This structure lets the system scale coverage while keeping each agent focused, predictable, and easier to reason about.
At the core is a stateful workflow graph (implemented as a directed graph of steps) where each node represents an agent or a bounded function, and each transition is driven by the current testing context.
The shared state carries what the system has learned so far—target scope, authenticated session context (when provided), discovered endpoints, input vectors, and emerging hypotheses—so downstream agents can build on upstream evidence. Each specialist follows a “reason + act + observe” loop: the LLM proposes the next best step, executes the appropriate tooling through controlled interfaces, and then updates the shared state with structured outputs that the rest of the system can reuse.
- The workflow typically begins with optional authentication, where the agent can automate login and capture session context to enable testing behind access controls.

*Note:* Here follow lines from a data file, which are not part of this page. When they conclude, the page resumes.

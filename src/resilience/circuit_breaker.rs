//! # Two-Step Circuit Breaker
//!
//! Classic three-state circuit breaker with a request-then-report protocol:
//! Closed (normal operation), Open (failing fast), and HalfOpen (testing
//! recovery).
//!
//! Callers obtain a [`CallPermit`] via [`TwoStepCircuitBreaker::allow`],
//! perform the guarded operation, and hand the permit back through
//! [`TwoStepCircuitBreaker::report`] with the outcome. Because the outcome is
//! reported separately, the caller can classify the error first and report
//! success for failures that do not indicate an unhealthy dependency.
//!
//! Permits carry the generation they were issued under; a report that
//! arrives after the breaker has transitioned is discarded so stale probes
//! cannot corrupt the new state.

use std::time::Instant;

use parking_lot::Mutex;
use tracing::{debug, error, info};

use super::config::CircuitBreakerConfig;

/// Circuit breaker states representing the current operational mode
#[derive(Debug, Clone, Copy, PartialEq, Eq, Hash)]
pub enum CircuitState {
    /// Normal operation - calls are allowed through
    Closed,
    /// Failure mode - all calls are rejected without executing
    Open,
    /// Testing recovery - a bounded number of probe calls is allowed
    HalfOpen,
}

impl std::fmt::Display for CircuitState {
    fn fmt(&self, f: &mut std::fmt::Formatter<'_>) -> std::fmt::Result {
        let s = match self {
            CircuitState::Closed => "closed",
            CircuitState::Open => "open",
            CircuitState::HalfOpen => "half-open",
        };
        f.write_str(s)
    }
}

/// Rejections returned by [`TwoStepCircuitBreaker::allow`]
#[derive(Debug, Clone, Copy, PartialEq, Eq, thiserror::Error)]
pub enum CircuitBreakerError {
    /// The circuit is open; the call was rejected without executing
    #[error("circuit breaker is open")]
    Open,

    /// The circuit is half-open and all probe slots are taken
    #[error("circuit breaker allows no further half-open probes")]
    TooManyRequests,
}

/// Permission to perform one guarded call.
///
/// Must be handed back through [`TwoStepCircuitBreaker::report`] once the
/// outcome of the call is known.
#[must_use = "report the outcome of the call back to the breaker"]
#[derive(Debug)]
pub struct CallPermit {
    generation: u64,
}

#[derive(Debug)]
struct BreakerInner {
    state: CircuitState,
    /// Bumped on every state transition; stale permits are ignored.
    generation: u64,
    consecutive_failures: u32,
    half_open_requests: u32,
    half_open_successes: u32,
    opened_at: Option<Instant>,
    window_started: Instant,
}

/// Two-step circuit breaker guarding broker dial and channel-open attempts
#[derive(Debug)]
pub struct TwoStepCircuitBreaker {
    name: String,
    config: CircuitBreakerConfig,
    inner: Mutex<BreakerInner>,
}

impl TwoStepCircuitBreaker {
    /// Create a new circuit breaker with the given name and configuration
    pub fn new(name: impl Into<String>, config: CircuitBreakerConfig) -> Self {
        let name = name.into();
        info!(
            breaker = %name,
            failure_threshold = config.failure_threshold,
            max_half_open_requests = config.max_half_open_requests,
            open_timeout_ms = config.open_timeout.as_millis() as u64,
            "🛡️ Circuit breaker initialized"
        );

        Self {
            name,
            config,
            inner: Mutex::new(BreakerInner {
                state: CircuitState::Closed,
                generation: 0,
                consecutive_failures: 0,
                half_open_requests: 0,
                half_open_successes: 0,
                opened_at: None,
                window_started: Instant::now(),
            }),
        }
    }

    /// Get current circuit state
    pub fn state(&self) -> CircuitState {
        let mut inner = self.inner.lock();
        self.advance(&mut inner);
        inner.state
    }

    /// Request permission for one call.
    pub fn allow(&self) -> Result<CallPermit, CircuitBreakerError> {
        let mut inner = self.inner.lock();
        self.advance(&mut inner);

        match inner.state {
            CircuitState::Closed => Ok(CallPermit {
                generation: inner.generation,
            }),
            CircuitState::Open => Err(CircuitBreakerError::Open),
            CircuitState::HalfOpen => {
                if inner.half_open_requests < self.config.max_half_open_requests {
                    inner.half_open_requests += 1;
                    Ok(CallPermit {
                        generation: inner.generation,
                    })
                } else {
                    Err(CircuitBreakerError::TooManyRequests)
                }
            }
        }
    }

    /// Report the outcome of a permitted call.
    pub fn report(&self, permit: CallPermit, success: bool) {
        let mut inner = self.inner.lock();
        self.advance(&mut inner);

        if permit.generation != inner.generation {
            debug!(breaker = %self.name, "discarding stale breaker report");
            return;
        }

        match (inner.state, success) {
            (CircuitState::Closed, true) => {
                inner.consecutive_failures = 0;
            }
            (CircuitState::Closed, false) => {
                inner.consecutive_failures += 1;
                if inner.consecutive_failures >= self.config.failure_threshold {
                    self.trip(&mut inner);
                }
            }
            (CircuitState::HalfOpen, true) => {
                inner.half_open_successes += 1;
                if inner.half_open_successes >= self.config.max_half_open_requests {
                    self.reset(&mut inner);
                }
            }
            (CircuitState::HalfOpen, false) => {
                self.trip(&mut inner);
            }
            // No permits are issued while open; nothing to record.
            (CircuitState::Open, _) => {}
        }
    }

    /// Apply timer-driven transitions before inspecting state.
    fn advance(&self, inner: &mut BreakerInner) {
        match inner.state {
            CircuitState::Open => {
                let expired = inner
                    .opened_at
                    .is_some_and(|at| at.elapsed() >= self.config.open_timeout);
                if expired {
                    inner.state = CircuitState::HalfOpen;
                    inner.generation += 1;
                    inner.half_open_requests = 0;
                    inner.half_open_successes = 0;
                    info!(
                        breaker = %self.name,
                        max_half_open_requests = self.config.max_half_open_requests,
                        "🟡 Circuit breaker half-open (testing recovery)"
                    );
                }
            }
            CircuitState::Closed => {
                if inner.window_started.elapsed() >= self.config.clear_interval {
                    inner.consecutive_failures = 0;
                    inner.window_started = Instant::now();
                }
            }
            CircuitState::HalfOpen => {}
        }
    }

    fn trip(&self, inner: &mut BreakerInner) {
        inner.state = CircuitState::Open;
        inner.generation += 1;
        inner.opened_at = Some(Instant::now());
        error!(
            breaker = %self.name,
            consecutive_failures = inner.consecutive_failures,
            open_timeout_ms = self.config.open_timeout.as_millis() as u64,
            "🔴 Circuit breaker opened (failing fast)"
        );
    }

    fn reset(&self, inner: &mut BreakerInner) {
        inner.state = CircuitState::Closed;
        inner.generation += 1;
        inner.consecutive_failures = 0;
        inner.half_open_requests = 0;
        inner.half_open_successes = 0;
        inner.opened_at = None;
        inner.window_started = Instant::now();
        info!(breaker = %self.name, "🟢 Circuit breaker closed (recovered)");
    }

    /// Get breaker name
    pub fn name(&self) -> &str {
        &self.name
    }
}

#[cfg(test)]
mod tests {
    use super::*;
    use std::time::Duration;

    fn test_config() -> CircuitBreakerConfig {
        CircuitBreakerConfig {
            failure_threshold: 3,
            max_half_open_requests: 2,
            clear_interval: Duration::from_millis(100),
            open_timeout: Duration::from_millis(50),
        }
    }

    fn breaker() -> TwoStepCircuitBreaker {
        TwoStepCircuitBreaker::new("test", test_config())
    }

    #[test]
    fn normal_operation_stays_closed() {
        let breaker = breaker();
        assert_eq!(breaker.state(), CircuitState::Closed);

        for _ in 0..10 {
            let permit = breaker.allow().unwrap();
            breaker.report(permit, true);
        }
        assert_eq!(breaker.state(), CircuitState::Closed);
    }

    #[test]
    fn trips_after_consecutive_failures() {
        let breaker = breaker();

        for _ in 0..2 {
            let permit = breaker.allow().unwrap();
            breaker.report(permit, false);
            assert_eq!(breaker.state(), CircuitState::Closed);
        }

        let permit = breaker.allow().unwrap();
        breaker.report(permit, false);
        assert_eq!(breaker.state(), CircuitState::Open);

        assert_eq!(breaker.allow().unwrap_err(), CircuitBreakerError::Open);
    }

    #[test]
    fn success_resets_the_failure_count() {
        let breaker = breaker();

        for _ in 0..2 {
            let permit = breaker.allow().unwrap();
            breaker.report(permit, false);
        }
        let permit = breaker.allow().unwrap();
        breaker.report(permit, true);

        // two more failures stay below the threshold again
        for _ in 0..2 {
            let permit = breaker.allow().unwrap();
            breaker.report(permit, false);
        }
        assert_eq!(breaker.state(), CircuitState::Closed);
    }

    #[test]
    fn clear_interval_resets_the_failure_count() {
        let breaker = breaker();

        for _ in 0..2 {
            let permit = breaker.allow().unwrap();
            breaker.report(permit, false);
        }
        std::thread::sleep(Duration::from_millis(120));

        for _ in 0..2 {
            let permit = breaker.allow().unwrap();
            breaker.report(permit, false);
        }
        assert_eq!(breaker.state(), CircuitState::Closed);
    }

    #[test]
    fn half_open_bounds_probe_count() {
        let breaker = breaker();
        for _ in 0..3 {
            let permit = breaker.allow().unwrap();
            breaker.report(permit, false);
        }
        std::thread::sleep(Duration::from_millis(60));

        let first = breaker.allow().unwrap();
        let _second = breaker.allow().unwrap();
        assert_eq!(
            breaker.allow().unwrap_err(),
            CircuitBreakerError::TooManyRequests
        );

        // a probe failure reopens immediately
        breaker.report(first, false);
        assert_eq!(breaker.state(), CircuitState::Open);
    }

    #[test]
    fn recovers_through_half_open_probes() {
        let breaker = breaker();
        for _ in 0..3 {
            let permit = breaker.allow().unwrap();
            breaker.report(permit, false);
        }
        std::thread::sleep(Duration::from_millis(60));

        let first = breaker.allow().unwrap();
        let second = breaker.allow().unwrap();
        breaker.report(first, true);
        breaker.report(second, true);

        assert_eq!(breaker.state(), CircuitState::Closed);
    }

    #[test]
    fn stale_reports_are_discarded() {
        let breaker = breaker();

        let stale = breaker.allow().unwrap();
        for _ in 0..3 {
            let permit = breaker.allow().unwrap();
            breaker.report(permit, false);
        }
        assert_eq!(breaker.state(), CircuitState::Open);
        std::thread::sleep(Duration::from_millis(60));
        assert_eq!(breaker.state(), CircuitState::HalfOpen);

        // issued before the trip; must not count as a probe success
        breaker.report(stale, true);
        assert_eq!(breaker.state(), CircuitState::HalfOpen);
    }
}
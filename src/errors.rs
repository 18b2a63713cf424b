//! # Client Error Types
//!
//! Structured error handling for the event client using thiserror.
//!
//! The variants follow the failure taxonomy of the client: serialization and
//! capacity errors are final for the call that hit them, breaker rejections
//! and broker errors are transient and retried on the resilient paths.

use thiserror::Error;

use crate::resilience::CircuitBreakerError;

/// Errors surfaced by the event client.
#[derive(Debug, Error)]
pub enum ClientError {
    /// The event could not be encoded or decoded. Never retried.
    #[error("event serialization failed: {source}")]
    Serialization {
        #[from]
        source: serde_json::Error,
    },

    /// The resilient publish queue is at capacity. The caller decides how to
    /// shed load; the client never blocks on a full queue.
    #[error("publish queue is at capacity")]
    QueueFull,

    /// The circuit breaker rejected the call without reaching the broker.
    #[error(transparent)]
    Breaker(#[from] CircuitBreakerError),

    /// No broker channel could be acquired for the operation.
    #[error("broker unavailable: {message}")]
    Unavailable { message: String },

    /// The broker reported an error for an operation that reached it.
    #[error("broker operation failed: {source}")]
    Broker {
        #[from]
        source: lapin::Error,
    },

    /// The supplied configuration is invalid.
    #[error("invalid configuration: {message}")]
    Configuration { message: String },

    /// The client has been closed.
    #[error("client is closed")]
    Closed,
}

impl ClientError {
    /// Create an unavailability error
    pub fn unavailable(message: impl Into<String>) -> Self {
        Self::Unavailable {
            message: message.into(),
        }
    }

    /// Create a configuration error
    pub fn configuration(message: impl Into<String>) -> Self {
        Self::Configuration {
            message: message.into(),
        }
    }

    /// Whether retrying the operation later can succeed.
    ///
    /// Serialization, configuration and capacity errors are final for the
    /// call; everything else clears up once the broker recovers.
    pub fn is_transient(&self) -> bool {
        matches!(
            self,
            Self::Breaker(_) | Self::Unavailable { .. } | Self::Broker { .. }
        )
    }
}

/// Result alias for client operations.
pub type ClientResult<T> = Result<T, ClientError>;

#[cfg(test)]
mod tests {
    use super::*;

    #[test]
    fn serialization_errors_are_final() {
        let err = ClientError::from(serde_json::from_slice::<serde_json::Value>(b"{").unwrap_err());
        assert!(!err.is_transient());
        assert!(!ClientError::QueueFull.is_transient());
        assert!(!ClientError::configuration("bad").is_transient());
    }

    #[test]
    fn broker_errors_are_transient() {
        assert!(ClientError::unavailable("no channel").is_transient());
        assert!(ClientError::Breaker(CircuitBreakerError::Open).is_transient());
    }
}
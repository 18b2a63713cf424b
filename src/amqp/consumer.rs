//! # Queue Consumer
//!
//! Binds a queue to a route and streams raw delivery payloads to the caller.
//! Deliveries are acked on receipt: a payload the caller cannot use is
//! dropped, never redelivered.

use futures::StreamExt;
use lapin::options::{
    BasicAckOptions, BasicConsumeOptions, QueueBindOptions, QueueDeclareOptions,
};
use lapin::types::FieldTable;
use lapin::Channel;
use tokio::sync::{broadcast, mpsc};
use tracing::{debug, warn};
use uuid::Uuid;

use super::message::Route;
use super::pipeline::declare_exchange;
use crate::errors::ClientResult;

/// Buffer between the delivery loop and the caller.
const DELIVERY_BUFFER: usize = 16;

/// Declare and bind `queue` to `route`, then stream delivery payloads.
///
/// The loop ends when shutdown is signalled, the broker closes the delivery
/// stream, or the caller drops the receiver.
pub(crate) async fn start(
    channel: Channel,
    client_name: &str,
    queue: &str,
    route: &Route,
    mut shutdown: broadcast::Receiver<()>,
) -> ClientResult<mpsc::Receiver<Vec<u8>>> {
    declare_exchange(&channel, route).await?;
    channel
        .queue_declare(
            queue,
            QueueDeclareOptions {
                durable: true,
                ..Default::default()
            },
            FieldTable::default(),
        )
        .await?;
    channel
        .queue_bind(
            queue,
            &route.exchange,
            &route.routing_key,
            QueueBindOptions::default(),
            FieldTable::default(),
        )
        .await?;

    let consumer_tag = format!("{}-{}", client_name, Uuid::new_v4());
    let mut deliveries = channel
        .basic_consume(
            queue,
            &consumer_tag,
            BasicConsumeOptions::default(),
            FieldTable::default(),
        )
        .await?;

    let (tx, rx) = mpsc::channel(DELIVERY_BUFFER);
    let queue_name = queue.to_string();
    tokio::spawn(async move {
        loop {
            let delivery = tokio::select! {
                _ = shutdown.recv() => break,
                delivery = deliveries.next() => delivery,
            };
            let Some(delivery) = delivery else {
                debug!(queue = %queue_name, "delivery stream closed");
                break;
            };
            let delivery = match delivery {
                Ok(delivery) => delivery,
                Err(err) => {
                    warn!(queue = %queue_name, error = %err, "delivery stream failed");
                    break;
                }
            };

            // Ack first: an undecodable payload is dropped, not redelivered.
            if let Err(err) = channel
                .basic_ack(delivery.delivery_tag, BasicAckOptions::default())
                .await
            {
                warn!(queue = %queue_name, error = %err, "failed to ack delivery");
            }

            if tx.send(delivery.data).await.is_err() {
                // Caller dropped the stream.
                break;
            }
        }
        debug!(queue = %queue_name, "consumer stopped");
    });

    Ok(rx)
}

- Next comes reconnaissance and validation, combining proven security utilities (for enumeration, probing, crawling, and baseline checks) with browser automation for realistic interaction and evidence capture.
- A dedicated planning layer then converts recon output into a prioritized set of test “indicators” (hypotheses such as “this input looks like it may be vulnerable”), and the orchestrator fans these out to specialized testing workflows (e.g., injection, XSS, authorization checks) that execute targeted validation and collect proof.
- Finally, a reporting layer produces a public-consumable narrative: what was tested, what was confirmed, supporting evidence, and clear remediation guidance.
A key architectural principle is safety by design. Tool access is scoped to each agent’s mission, workflows include verification steps to reduce false positives, and the orchestrator can enforce allowlists, rate controls, and conservative operating modes.
Combined with checkpointing and observability hooks, this keeps long-running assessments resilient and auditable while still enabling adaptive testing that learns from each intermediate result and refines its approach as it goes.
The Three-Tier Platform Built for Reliable, Long-Running Agent Runs
HackerOne’s autonomous agent platform is the control plane that safely runs security agents at scale, handling run requests, policy enforcement, execution, monitoring, and results delivery.
Rather than coupling these concerns into a single service, the platform uses a three-tier architecture that separates:
- The external API surface area
- Reliable orchestration of long-running executions, and
- A HackerOne-facing management experience
This keeps the system modular. Teams can evolve the user experience, orchestration logic, or execution environment independently while maintaining a consistent contract for launching and tracking runs.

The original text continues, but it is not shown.